This animated photo shows the progression of the different nations in control of North America. The development of the U.S. is also depicted on here, as they went from mostly European control to independence. While the U.S. controlled most of what is now America, you can recognize the Civil War period by the control of Confederate States. 

 

                                        -A.L.

Kevin Cournoyer's curator insight, April 8, 2015 1:33 PM

Wow. As a history major, I found this map timeline really interesting and really cool. It's a great example of how even though the physical geography of a place can remain the same, its political and economic geography can change so rapidly (or not so rapidly). It was especially interesting to see the brief stints that entities such as the Republic of the Rio Grande or the Confederate States of America did in the dividing up of North America over the last two and a half centuries. For someone who knows nothing about U.S. history, those blips on the radar beg the question, "what happened there?" How can a political entity encompass a geographic region and then disappear just as quickly?

 

And that ties into what I think this map is really about: colonialism. This map says a great deal about how European (or Western) empires carved up the New World and what some of their political or economic goals were in the times that the map shows. It's also important to note the title of the map: "Non-Native American Nations Control over North America". So as we see the map changing to show European or United States expansion, what we DON'T see is the gradual loss of land experienced by the various Native American tribes that inhabited the continent long before Europeans ever laid eyes on it. This map, therefore, highlights how political and economic geography can change so drastically when groups with a lot of economic, political, and military power are at odds with groups who are severely disadvantaged in these areas. 

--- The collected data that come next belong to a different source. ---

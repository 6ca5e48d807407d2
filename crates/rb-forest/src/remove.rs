//! Deletion: reduction to an at-most-one-child node, then the five-case
//! double-black fixup.
//!
//! A two-child node swaps keys with its in-order successor and the
//! successor is the node physically unlinked. A one-child node splices its
//! (necessarily red) child up and recolors it black. A red leaf unlinks
//! directly. A black leaf leaves a double-black deficiency that the
//! black-leaf fixup resolves; the deficient leaf stays linked while the
//! fixup runs, because case dispatch reads the structure around its
//! position, and a terminating case unlinks it.

use std::mem;

use crate::node::{child, is_red, set_child, sibling, side_of, Color, RbNode};
use crate::rotate::rotate_toward;
use crate::traverse::first;

/// Fixup case for a double-black deficiency at a node with a parent.
///
/// Near/far nephews are the sibling's children on the deficient side and
/// the side away from it; absent nodes count as black, so dispatch is
/// purely on color, never on child existence.
#[derive(Clone, Copy, Debug, PartialEq, Eq)]
pub enum DoubleBlackCase {
    /// Red sibling: one color swap plus rotation exposes a black sibling.
    SiblingRed,
    /// Black sibling, red far nephew: terminal recolor-and-rotate.
    FarNephewRed,
    /// Black sibling, red near nephew only: rotate the sibling to turn the
    /// near nephew into a far one.
    NearNephewRed,
    /// Black sibling, black nephews, red parent: terminal color swap.
    ParentRed,
    /// Everything black: recolor the sibling and push the deficiency up.
    AllBlack,
}

/// Computes the fixup case for the deficient node `n`.
///
/// `n` must have a parent; the sibling always exists because the other
/// side of the parent carries at least one black unit.
pub fn double_black_case<K>(arena: &[RbNode<K>], n: u32) -> DoubleBlackCase {
    let p = arena[n as usize]
        .p
        .expect("double_black_case requires a parent");
    let side = side_of(arena, n).expect("node has a parent");
    let s = sibling(arena, n).expect("deficient node has a sibling");
    if is_red(arena, Some(s)) {
        return DoubleBlackCase::SiblingRed;
    }
    if is_red(arena, child(arena, s, side.opposite())) {
        DoubleBlackCase::FarNephewRed
    } else if is_red(arena, child(arena, s, side)) {
        DoubleBlackCase::NearNephewRed
    } else if is_red(arena, Some(p)) {
        DoubleBlackCase::ParentRed
    } else {
        DoubleBlackCase::AllBlack
    }
}

/// Removes `node` from the tree rooted at `root`.
///
/// Returns the new root and the index of the physically unlinked node
/// (the in-order successor when `node` had two children), whose slot the
/// caller reclaims. The unlinked node's links are cleared.
pub fn remove<K>(arena: &mut [RbNode<K>], root: Option<u32>, node: u32) -> (Option<u32>, u32) {
    let mut root = root;
    let mut n = node;

    if arena[n as usize].l.is_some() && arena[n as usize].r.is_some() {
        let s = first(arena, arena[n as usize].r).expect("right subtree is non-empty");
        swap_keys(arena, n, s);
        n = s;
    }

    let l = arena[n as usize].l;
    let r = arena[n as usize].r;
    if let Some(c) = l.or(r) {
        // Single child: the node is black and the child red, so splicing
        // the child up and recoloring it black restores the lost black
        // unit directly.
        let p = arena[n as usize].p;
        arena[c as usize].p = p;
        match p {
            Some(p) => {
                let side = side_of(arena, n).expect("node has a parent");
                set_child(arena, p, side, Some(c));
            }
            None => root = Some(c),
        }
        arena[c as usize].color = Color::Black;
    } else if arena[n as usize].p.is_none() {
        root = None;
    } else if is_red(arena, Some(n)) {
        // A red leaf carries no black height; unlink it.
        unlink_leaf(arena, n);
    } else {
        root = fix_double_black(arena, root, n);
    }

    arena[n as usize].p = None;
    arena[n as usize].l = None;
    arena[n as usize].r = None;
    (root, n)
}

/// Resolves the double-black deficiency left by removing the black leaf
/// `leaf`. Iterative; each step either terminates or moves the deficient
/// position one level up, so at most `O(log n)` steps run.
fn fix_double_black<K>(arena: &mut [RbNode<K>], mut root: Option<u32>, leaf: u32) -> Option<u32> {
    let mut n = leaf;
    loop {
        let p = arena[n as usize].p.expect("deficient node has a parent");
        let side = side_of(arena, n).expect("node has a parent");
        let s = sibling(arena, n).expect("deficient node has a sibling");
        match double_black_case(arena, n) {
            DoubleBlackCase::SiblingRed => {
                // The parent is black. Swapping colors and rotating toward
                // the deficient side gives n a black sibling; re-dispatch
                // on the same node.
                arena[p as usize].color = Color::Red;
                arena[s as usize].color = Color::Black;
                let top = rotate_toward(arena, p, side);
                if arena[top as usize].p.is_none() {
                    root = Some(top);
                }
            }
            DoubleBlackCase::FarNephewRed => {
                let far = child(arena, s, side.opposite()).expect("far nephew is red");
                arena[s as usize].color = arena[p as usize].color;
                arena[p as usize].color = Color::Black;
                arena[far as usize].color = Color::Black;
                let top = rotate_toward(arena, p, side);
                if arena[top as usize].p.is_none() {
                    root = Some(top);
                }
                if n == leaf {
                    unlink_leaf(arena, leaf);
                }
                return root;
            }
            DoubleBlackCase::NearNephewRed => {
                // Swap sibling/near-nephew colors and rotate the sibling
                // away from the deficient side; the next dispatch sees a
                // red far nephew.
                let near = child(arena, s, side).expect("near nephew is red");
                arena[s as usize].color = Color::Red;
                arena[near as usize].color = Color::Black;
                rotate_toward(arena, s, side.opposite());
            }
            DoubleBlackCase::ParentRed => {
                arena[p as usize].color = Color::Black;
                arena[s as usize].color = Color::Red;
                if n == leaf {
                    unlink_leaf(arena, leaf);
                }
                return root;
            }
            DoubleBlackCase::AllBlack => {
                // Both subtrees of the parent lose one black unit; the
                // parent's position becomes the deficient one.
                arena[s as usize].color = Color::Red;
                if n == leaf {
                    unlink_leaf(arena, leaf);
                }
                if arena[p as usize].p.is_none() {
                    return root;
                }
                n = p;
            }
        }
    }
}

fn unlink_leaf<K>(arena: &mut [RbNode<K>], leaf: u32) {
    let p = arena[leaf as usize].p.expect("leaf has a parent");
    let side = side_of(arena, leaf).expect("leaf has a parent");
    set_child(arena, p, side, None);
}

fn swap_keys<K>(arena: &mut [RbNode<K>], a: u32, b: u32) {
    debug_assert_ne!(a, b);
    let (lo, hi) = (a.min(b) as usize, a.max(b) as usize);
    let (head, tail) = arena.split_at_mut(hi);
    mem::swap(&mut head[lo].k, &mut tail[0].k);
}

#[cfg(test)]
mod tests {
    use super::*;
    use crate::node::RbNode;

    fn red(k: i32) -> RbNode<i32> {
        RbNode::new(k)
    }

    fn black(k: i32) -> RbNode<i32> {
        let mut n = RbNode::new(k);
        n.color = Color::Black;
        n
    }

    fn link<K>(arena: &mut [RbNode<K>], p: u32, l: Option<u32>, r: Option<u32>) {
        arena[p as usize].l = l;
        arena[p as usize].r = r;
        if let Some(l) = l {
            arena[l as usize].p = Some(p);
        }
        if let Some(r) = r {
            arena[r as usize].p = Some(p);
        }
    }

    #[test]
    fn red_sibling_dispatch() {
        // 0 black parent, 1 deficient black leaf, 2 red sibling with two
        // black children.
        let mut arena = vec![black(10), black(5), red(20), black(15), black(25)];
        link(&mut arena, 0, Some(1), Some(2));
        link(&mut arena, 2, Some(3), Some(4));
        assert_eq!(double_black_case(&arena, 1), DoubleBlackCase::SiblingRed);
    }

    #[test]
    fn far_and_near_nephew_dispatch() {
        // Deficient on the left: far nephew is the sibling's right child.
        let mut arena = vec![black(10), black(5), black(20), red(25)];
        link(&mut arena, 0, Some(1), Some(2));
        link(&mut arena, 2, None, Some(3));
        assert_eq!(double_black_case(&arena, 1), DoubleBlackCase::FarNephewRed);

        let mut arena = vec![black(10), black(5), black(20), red(15)];
        link(&mut arena, 0, Some(1), Some(2));
        link(&mut arena, 2, Some(3), None);
        assert_eq!(double_black_case(&arena, 1), DoubleBlackCase::NearNephewRed);

        // Mirrored: deficient on the right, far nephew is the left child.
        let mut arena = vec![black(10), black(20), black(5), red(3)];
        link(&mut arena, 0, Some(2), Some(1));
        link(&mut arena, 2, Some(3), None);
        assert_eq!(double_black_case(&arena, 1), DoubleBlackCase::FarNephewRed);
    }

    #[test]
    fn red_far_nephew_wins_over_red_near_nephew() {
        let mut arena = vec![black(10), black(5), black(20), red(15), red(25)];
        link(&mut arena, 0, Some(1), Some(2));
        link(&mut arena, 2, Some(3), Some(4));
        assert_eq!(double_black_case(&arena, 1), DoubleBlackCase::FarNephewRed);
    }

    #[test]
    fn parent_color_decides_the_all_black_split() {
        let mut arena = vec![red(10), black(5), black(20)];
        link(&mut arena, 0, Some(1), Some(2));
        assert_eq!(double_black_case(&arena, 1), DoubleBlackCase::ParentRed);

        let mut arena = vec![black(10), black(5), black(20)];
        link(&mut arena, 0, Some(1), Some(2));
        assert_eq!(double_black_case(&arena, 1), DoubleBlackCase::AllBlack);
    }

    #[test]
    fn black_nephews_do_not_count_as_present() {
        // Sibling has two black children; dispatch must fall through to
        // the parent-color split, not treat them as nephews to rotate to.
        let mut arena = vec![black(10), black(5), black(20), black(15), black(25)];
        link(&mut arena, 0, Some(1), Some(2));
        link(&mut arena, 2, Some(3), Some(4));
        assert_eq!(double_black_case(&arena, 1), DoubleBlackCase::AllBlack);
    }

    #[test]
    fn removing_the_sole_root_empties_the_tree() {
        let mut arena = vec![black(7)];
        let (root, freed) = remove(&mut arena, Some(0), 0);
        assert_eq!(root, None);
        assert_eq!(freed, 0);
    }

    #[test]
    fn one_child_splice_recolors_the_child_black() {
        let mut arena = vec![black(10), red(5)];
        link(&mut arena, 0, Some(1), None);
        let (root, freed) = remove(&mut arena, Some(0), 0);
        assert_eq!(root, Some(1));
        assert_eq!(freed, 0);
        assert_eq!(arena[1].color, Color::Black);
        assert_eq!(arena[1].p, None);
    }

    #[test]
    fn two_child_removal_unlinks_the_successor() {
        //    10
        //   /  \
        //  5    20
        let mut arena = vec![black(10), black(5), black(20)];
        link(&mut arena, 0, Some(1), Some(2));
        let (root, freed) = remove(&mut arena, Some(0), 0);
        // Successor 20's key moved into the root slot.
        assert_eq!(root, Some(0));
        assert_eq!(freed, 2);
        assert_eq!(arena[0].k, 20);
        assert_eq!(arena[0].r, None);
        assert_eq!(arena[0].l, Some(1));
    }
}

Mark Hathaway's curator insight, September 17, 2015 9:00 AM

This map is an excellent resource in show the evolution of colonial claims to North America.. It is fascinating to watch all the political changes that have occurred on the continent in over the past 500 years. The biggest change is the evolutions of the United Sates from a small city state like nation to an empire on both the Atlantic and Pacific oceans. This is also an extremely sad story to be told from this map. The loss and destruction of Native Americans is next to slavery is  the greatest sin of America. This map tells the complex story of our Continent.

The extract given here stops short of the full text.